Directions for this task: Once you have read the records below, report how many lines contain the word "adapters", and give nothing besides that number.

Records provided:
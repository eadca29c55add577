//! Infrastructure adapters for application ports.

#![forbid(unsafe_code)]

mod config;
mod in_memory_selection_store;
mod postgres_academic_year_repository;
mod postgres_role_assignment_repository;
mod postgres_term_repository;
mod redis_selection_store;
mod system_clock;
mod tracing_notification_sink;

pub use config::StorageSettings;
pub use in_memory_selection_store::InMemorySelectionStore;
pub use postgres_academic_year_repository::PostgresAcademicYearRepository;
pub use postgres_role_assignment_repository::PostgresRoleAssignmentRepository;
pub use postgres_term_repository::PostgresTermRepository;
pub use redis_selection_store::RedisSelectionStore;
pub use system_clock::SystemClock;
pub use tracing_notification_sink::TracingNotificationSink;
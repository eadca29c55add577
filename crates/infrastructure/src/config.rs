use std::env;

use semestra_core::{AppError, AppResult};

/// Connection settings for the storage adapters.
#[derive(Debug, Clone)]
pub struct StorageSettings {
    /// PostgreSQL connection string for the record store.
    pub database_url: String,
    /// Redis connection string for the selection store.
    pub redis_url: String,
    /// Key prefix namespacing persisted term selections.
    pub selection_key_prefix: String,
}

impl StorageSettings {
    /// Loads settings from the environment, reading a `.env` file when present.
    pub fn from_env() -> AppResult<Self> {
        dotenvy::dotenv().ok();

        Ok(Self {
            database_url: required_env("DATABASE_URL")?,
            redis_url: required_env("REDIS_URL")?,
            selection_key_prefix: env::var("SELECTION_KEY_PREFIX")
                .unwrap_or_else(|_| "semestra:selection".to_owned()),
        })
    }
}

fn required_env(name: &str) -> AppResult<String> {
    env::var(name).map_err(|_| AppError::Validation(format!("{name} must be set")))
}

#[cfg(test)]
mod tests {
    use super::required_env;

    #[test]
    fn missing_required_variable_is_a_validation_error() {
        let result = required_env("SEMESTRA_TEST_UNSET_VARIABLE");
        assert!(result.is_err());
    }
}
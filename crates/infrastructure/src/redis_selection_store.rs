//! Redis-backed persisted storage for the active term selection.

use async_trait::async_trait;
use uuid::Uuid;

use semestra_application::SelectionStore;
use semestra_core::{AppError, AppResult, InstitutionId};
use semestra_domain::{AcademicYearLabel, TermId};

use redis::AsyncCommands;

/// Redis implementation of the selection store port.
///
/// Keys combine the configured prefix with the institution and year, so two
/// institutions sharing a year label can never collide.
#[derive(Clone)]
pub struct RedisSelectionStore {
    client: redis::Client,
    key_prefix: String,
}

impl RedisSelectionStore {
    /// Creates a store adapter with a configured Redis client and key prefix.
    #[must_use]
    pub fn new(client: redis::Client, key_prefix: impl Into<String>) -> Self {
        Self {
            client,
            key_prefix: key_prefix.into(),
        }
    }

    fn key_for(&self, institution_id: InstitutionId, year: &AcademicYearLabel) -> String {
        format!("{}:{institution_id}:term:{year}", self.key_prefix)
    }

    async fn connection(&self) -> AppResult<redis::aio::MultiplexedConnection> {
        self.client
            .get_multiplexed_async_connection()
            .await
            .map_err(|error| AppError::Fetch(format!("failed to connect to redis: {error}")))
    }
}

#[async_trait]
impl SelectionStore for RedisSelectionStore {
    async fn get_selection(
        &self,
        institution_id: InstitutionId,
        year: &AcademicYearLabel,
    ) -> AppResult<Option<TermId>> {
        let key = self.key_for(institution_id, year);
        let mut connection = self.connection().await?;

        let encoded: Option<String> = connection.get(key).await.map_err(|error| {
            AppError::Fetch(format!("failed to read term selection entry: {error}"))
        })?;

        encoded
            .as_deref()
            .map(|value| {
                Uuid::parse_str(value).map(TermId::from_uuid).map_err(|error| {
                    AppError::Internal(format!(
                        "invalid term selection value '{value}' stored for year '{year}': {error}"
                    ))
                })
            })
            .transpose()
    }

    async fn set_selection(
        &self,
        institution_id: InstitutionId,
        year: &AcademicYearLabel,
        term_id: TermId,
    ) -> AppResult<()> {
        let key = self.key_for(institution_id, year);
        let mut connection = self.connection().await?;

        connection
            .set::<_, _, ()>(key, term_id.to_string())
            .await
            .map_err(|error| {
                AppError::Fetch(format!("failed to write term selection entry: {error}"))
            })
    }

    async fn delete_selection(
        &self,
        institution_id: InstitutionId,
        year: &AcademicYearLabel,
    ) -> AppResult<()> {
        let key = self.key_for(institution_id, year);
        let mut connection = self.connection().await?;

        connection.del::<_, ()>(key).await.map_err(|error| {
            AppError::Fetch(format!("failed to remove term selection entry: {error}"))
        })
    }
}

==

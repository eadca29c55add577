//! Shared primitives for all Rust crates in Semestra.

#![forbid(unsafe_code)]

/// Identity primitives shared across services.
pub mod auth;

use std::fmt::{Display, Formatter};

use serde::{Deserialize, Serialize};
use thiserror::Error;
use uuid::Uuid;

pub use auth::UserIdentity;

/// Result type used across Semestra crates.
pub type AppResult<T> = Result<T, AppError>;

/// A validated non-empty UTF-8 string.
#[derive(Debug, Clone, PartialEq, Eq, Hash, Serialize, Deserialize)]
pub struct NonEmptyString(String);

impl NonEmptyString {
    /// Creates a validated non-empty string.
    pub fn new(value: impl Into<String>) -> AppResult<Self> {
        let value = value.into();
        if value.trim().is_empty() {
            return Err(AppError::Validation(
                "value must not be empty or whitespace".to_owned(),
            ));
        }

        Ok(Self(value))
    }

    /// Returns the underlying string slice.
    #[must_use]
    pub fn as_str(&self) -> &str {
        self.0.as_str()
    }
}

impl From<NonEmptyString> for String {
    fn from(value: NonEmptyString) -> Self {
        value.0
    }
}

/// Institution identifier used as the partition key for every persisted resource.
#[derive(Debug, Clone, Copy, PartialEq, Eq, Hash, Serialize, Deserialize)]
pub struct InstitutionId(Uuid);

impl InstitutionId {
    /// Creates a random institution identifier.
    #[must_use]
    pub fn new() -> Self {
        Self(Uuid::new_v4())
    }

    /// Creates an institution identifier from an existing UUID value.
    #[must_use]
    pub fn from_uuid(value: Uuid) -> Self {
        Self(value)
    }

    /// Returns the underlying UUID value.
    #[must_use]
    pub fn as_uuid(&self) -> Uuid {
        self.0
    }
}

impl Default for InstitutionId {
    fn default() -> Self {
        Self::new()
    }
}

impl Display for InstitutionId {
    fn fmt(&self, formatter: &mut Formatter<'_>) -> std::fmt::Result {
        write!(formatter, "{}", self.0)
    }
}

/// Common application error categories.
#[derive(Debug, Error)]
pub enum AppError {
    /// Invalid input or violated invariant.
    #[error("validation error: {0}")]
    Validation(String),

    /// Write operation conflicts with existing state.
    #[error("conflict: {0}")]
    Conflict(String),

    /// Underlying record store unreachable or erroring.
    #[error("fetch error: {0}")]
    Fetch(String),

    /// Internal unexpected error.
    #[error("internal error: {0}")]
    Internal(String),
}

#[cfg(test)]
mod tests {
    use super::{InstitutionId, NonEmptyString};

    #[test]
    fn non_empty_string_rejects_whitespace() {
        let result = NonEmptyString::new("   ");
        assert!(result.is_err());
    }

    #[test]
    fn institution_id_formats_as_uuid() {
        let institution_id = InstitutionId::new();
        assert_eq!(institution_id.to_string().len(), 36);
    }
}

Response: 2